Il n’en voulut pas à fifille, il était même assez fier. Étonnamment il ne lui demanda pas de rendre l’argent, c’est vous dire à quel point il était riche.
Moi par contre, j’étais l’abruti de service qui devait porter le chapeau, je fus menacé de représailles si je ne dégageais pas rapidement, à l’époque il ne savait pas que j’avais touché ma part du gâteau, tout ce qu’il souhaitait ardemment c’était que j’aille voir ailleurs.
Seulement voilà, entre-temps j’avais réussi à séduire la belle.
Je vous l’ai dit, cela faisait partie de mon plan et j’avais fait de gros efforts de séduction pour arriver au but. J’avais été agréablement surpris en constatant que mon charme opérait sur la petite fille riche et belle. Je faisais volontiers don de mon corps à cette charmante jeune femme, je vous assure que c’était assez loin d’être une épreuve, enfin je vous passe les détails.
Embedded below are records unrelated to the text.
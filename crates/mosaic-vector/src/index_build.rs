use indicatif::{ProgressBar, ProgressStyle};
use std::collections::HashSet;
use std::sync::atomic::{AtomicBool, Ordering};
use std::sync::Arc;
use std::time::Instant;

use mosaic_core::error::{Error, Result};
use mosaic_core::traits::{CorpusSource, EmbeddingProvider};
use mosaic_core::types::{ArtifactKey, DocId, SimilarityMetric};

use crate::artifact::DenseIndexArtifact;
use crate::flat::{l2_normalize, FlatIndex};

pub const DEFAULT_BATCH_SIZE: usize = 64;

/// Shared flag checked between embedding batches.
#[derive(Debug, Clone, Default)]
pub struct CancelToken(Arc<AtomicBool>);

impl CancelToken {
    pub fn new() -> Self { Self::default() }
    pub fn cancel(&self) { self.0.store(true, Ordering::SeqCst); }
    pub fn is_cancelled(&self) -> bool { self.0.load(Ordering::SeqCst) }
}

/// Embeds a corpus snapshot into an in-memory [`DenseIndexArtifact`].
///
/// Documents are streamed in the source's order and embedded `batch_size` at
/// a time; vector `i` and id `i` always come from the same document.
pub struct DenseIndexBuilder<'a> {
    provider: &'a dyn EmbeddingProvider,
    metric: SimilarityMetric,
    batch_size: usize,
    cancel: Option<CancelToken>,
    show_progress: bool,
}

impl<'a> DenseIndexBuilder<'a> {
    pub fn new(provider: &'a dyn EmbeddingProvider, metric: SimilarityMetric) -> Self {
        Self { provider, metric, batch_size: DEFAULT_BATCH_SIZE, cancel: None, show_progress: true }
    }

    pub fn batch_size(mut self, batch_size: usize) -> Self {
        self.batch_size = batch_size.max(1);
        self
    }

    pub fn cancel_token(mut self, token: CancelToken) -> Self {
        self.cancel = Some(token);
        self
    }

    pub fn show_progress(mut self, show: bool) -> Self {
        self.show_progress = show;
        self
    }

    pub fn build(&self, corpus: &dyn CorpusSource) -> Result<DenseIndexArtifact> {
        let key = ArtifactKey::new(corpus.snapshot_id(), self.provider.model_version());
        let start = Instant::now();
        tracing::info!(%key, metric = %self.metric, batch_size = self.batch_size, "building dense index");

        let pb = if self.show_progress { ProgressBar::new_spinner() } else { ProgressBar::hidden() };
        if let Ok(style) = ProgressStyle::with_template("{spinner:.green} [{elapsed_precise}] {pos} documents embedded ({per_sec}) {msg}") {
            pb.set_style(style);
        }

        let mut batch = Batch { index: FlatIndex::new(self.provider.dim()), ids: Vec::new(), pending_ids: Vec::new(), pending_texts: Vec::new() };
        let mut seen: HashSet<DocId> = HashSet::new();
        for document in corpus.documents()? {
            self.check_cancelled()?;
            let document = document?;
            validate_id(&document.id, batch.ids.len() + batch.pending_ids.len())?;
            if !seen.insert(document.id.clone()) {
                return Err(Error::Corpus(format!("duplicate document id '{}' in snapshot {}", document.id, key.corpus_snapshot_id)));
            }
            batch.pending_texts.push(document.contents());
            batch.pending_ids.push(document.id);
            if batch.pending_ids.len() >= self.batch_size {
                self.check_cancelled()?;
                self.flush(&mut batch)?;
                pb.set_position(batch.ids.len() as u64);
            }
        }
        if !batch.pending_ids.is_empty() {
            self.check_cancelled()?;
            self.flush(&mut batch)?;
        }
        if batch.ids.is_empty() {
            pb.finish_and_clear();
            return Err(Error::EmptyCorpus(key.corpus_snapshot_id));
        }

        let artifact = DenseIndexArtifact::assemble(key, self.metric, batch.index, batch.ids)?;
        pb.finish_with_message("done");
        tracing::info!(
            vectors = artifact.len(),
            dimension = artifact.meta.dimension,
            elapsed_ms = start.elapsed().as_millis() as u64,
            "dense index built"
        );
        Ok(artifact)
    }

    fn check_cancelled(&self) -> Result<()> {
        match &self.cancel {
            Some(token) if token.is_cancelled() => {
                tracing::info!("dense build cancelled");
                Err(Error::Cancelled)
            }
            _ => Ok(()),
        }
    }

    fn flush(&self, batch: &mut Batch) -> Result<()> {
        let first = batch.ids.len();
        let vectors = self
            .provider
            .embed_many(&batch.pending_texts)
            .map_err(|e| Error::EmbeddingProvider(format!("documents {}..{}: {e:#}", first, first + batch.pending_texts.len())))?;
        if vectors.len() != batch.pending_texts.len() {
            return Err(Error::EmbeddingProvider(format!(
                "asked for {} vectors, got {}",
                batch.pending_texts.len(),
                vectors.len()
            )));
        }
        let dim = batch.index.dim();
        for (offset, mut vector) in vectors.into_iter().enumerate() {
            if vector.len() != dim {
                return Err(Error::EmbeddingProvider(format!(
                    "document '{}' embedded with dimension {}, expected {dim}",
                    batch.pending_ids[offset],
                    vector.len()
                )));
            }
            if self.metric.normalizes() { l2_normalize(&mut vector); }
            batch.index.add(&vector)?;
        }
        batch.ids.append(&mut batch.pending_ids);
        batch.pending_texts.clear();
        tracing::debug!(embedded = batch.ids.len(), "embedded batch");
        Ok(())
    }
}

struct Batch {
    index: FlatIndex,
    ids: Vec<DocId>,
    pending_ids: Vec<DocId>,
    pending_texts: Vec<String>,
}

fn validate_id(id: &str, position: usize) -> Result<()> {
    if id.is_empty() {
        return Err(Error::Corpus(format!("document #{position} has an empty id")));
    }
    if id.contains(['\n', '\r']) {
        return Err(Error::Corpus(format!("document #{position} id {id:?} spans several lines")));
    }
    Ok(())
}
Il se trouve qu’à la faveur d’un préservatif malheureusement défaillant, les fabricants ne savent plus quoi faire pour rogner sur la qualité aux dépens de leurs clients, la princesse à son papa tomba fort à propos enceinte.
Tel père tel fils.
Emmanuelle qui n’avait pas froid aux yeux, qualité dont je restais assez admiratif, expliqua à son père que non seulement il devait arrêter de me coller ses hommes de main dans les pattes avec leurs mines patibulaires, mais qu’au demeurant j’allai devenir son gendre et lui grand-papa, donc il valait mieux qu’il se tienne à carreaux. Elle avait l’air plutôt satisfaite de l’emmerder au maximum.
Comme mon père avait fréquenté ma mère uniquement le temps de lui faire un enfant, il n’avait pas pris la peine de lui demander son nom, pour ce qu’il en faisait son prénom lui suffisait.
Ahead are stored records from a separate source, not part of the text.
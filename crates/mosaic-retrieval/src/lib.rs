//! Single entry point over the lexical and dense backends.
//!
//! A request names exactly one backend. Raw backend scores are passed
//! through untouched; results are only deduplicated, ordered and ranked.

use std::collections::HashSet;
use std::time::Instant;

use mosaic_core::error::{Error, Result};
use mosaic_core::traits::LexicalEngine;
use mosaic_core::types::{Backend, RetrievalRequest, ScoredResult, SearchHit};
use mosaic_vector::DenseRetriever;

#[derive(Default)]
pub struct RetrievalEngine {
    lexical: Option<Box<dyn LexicalEngine>>,
    dense: Option<DenseRetriever>,
}

impl RetrievalEngine {
    pub fn new() -> Self {
        Self::default()
    }

    pub fn with_lexical(mut self, engine: Box<dyn LexicalEngine>) -> Self {
        self.lexical = Some(engine);
        self
    }

    pub fn with_dense(mut self, retriever: DenseRetriever) -> Self {
        self.dense = Some(retriever);
        self
    }

    pub fn has_backend(&self, backend: Backend) -> bool {
        match backend {
            Backend::Lexical => self.lexical.is_some(),
            Backend::Dense => self.dense.is_some(),
        }
    }

    pub fn retrieve(&self, request: &RetrievalRequest) -> Result<Vec<ScoredResult>> {
        request.validate()?;
        let start = Instant::now();
        let hits = match request.backend {
            Backend::Lexical => self
                .lexical
                .as_ref()
                .ok_or_else(|| Error::ExternalBackend("no lexical engine configured; build one with `mosaic index`".into()))?
                .search(&request.query_text, request.top_k)?,
            Backend::Dense => self
                .dense
                .as_ref()
                .ok_or_else(|| Error::NotBuilt("the dense backend".into()))?
                .search(&request.query_text, request.top_k)?,
        };
        let results = rank_hits(hits, request.top_k);
        tracing::debug!(
            backend = %request.backend,
            top_k = request.top_k,
            returned = results.len(),
            elapsed_ms = start.elapsed().as_millis() as u64,
            "retrieve"
        );
        Ok(results)
    }

    /// `title\ntext` of a stored document, looked up in the lexical engine.
    pub fn document_text(&self, id: &str) -> Result<Option<String>> {
        match &self.lexical {
            Some(engine) => engine.document_text(id),
            None => Ok(None),
        }
    }
}

/// Stable sort by descending score, keep each id's best entry, cut to
/// `top_k` and number ranks from 1.
pub fn rank_hits(mut hits: Vec<SearchHit>, top_k: usize) -> Vec<ScoredResult> {
    hits.sort_by(|a, b| b.score.total_cmp(&a.score));
    let mut seen = HashSet::new();
    hits.into_iter()
        .filter(|hit| seen.insert(hit.id.clone()))
        .take(top_k)
        .enumerate()
        .map(|(i, hit)| ScoredResult { document_id: hit.id, score: hit.score, rank: i + 1 })
        .collect()
}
Il ignorait donc que j’étais de son sang.
Le fait que je fus un employé suffisamment déficient pour ne pas être capable de remarquer qu’on vendait plusieurs fois le même appartement l’avait largement exaspéré, mais que le demeuré en question ait mis sa fille enceinte, le rendit fou de rage.
De bon à rien, je passais à suspect, il réalisa que je ne m’étais visiblement pas contenté de ne rien voir.
Je ne pouvais pas lui en vouloir, il n’avait pas tort et de plus il était coincé, ce qui est je l’admets agaçant.
Il essaya bien de suggérer à Emmanuelle d’avorter, mais c’était sans prendre en considération son amour pour moi.
C’était un paramètre qu’il ne pouvait plus ignorer s’il voulait continuer à voir fifille.
Loin de moi l’idée de l’en priver.
Grâce à mon talent pour convaincre n’importe qui de n’importe quoi, j’étais du genre à réussir à fourguer des bilboquets à la sortie des cimetières, je la fis fondre en jouant le rôle de l’amant et futur mari scandalisé à l’idée de ce génocide en marche qu’était l’avortement, de mon sang qui plus est.
La belle était totalement accrochée, folle amoureuse.
Je confiais à papa futur-beau-papa, ce que je savais de sa relation avec ma mère, dans le but de l’amadouer vous imaginez bien. Je fus très déçu par sa réaction. Apprendre l’existence de ce fils tombé du ciel, ne le mit pas du tout en joie. Je réalisais dans un moment de grande lucidité, que j’étais très loin de représenter à ses yeux le fils prodigue.
Dans une sorte de confirmation orale, il aboya dans un accès de rage, qu’il me tuerait.
− Je devrai attendre pour ne pas faire souffrir ma
fille, mais tu peux en être sûr espèce de petit con, je finirai par mettre ma menace à exécution lorsqu’elle se sera lassée de toi, ce qui ne fait aucun doute. Tu n’es qu’un sale type minable, doublé d’une vermine, etc…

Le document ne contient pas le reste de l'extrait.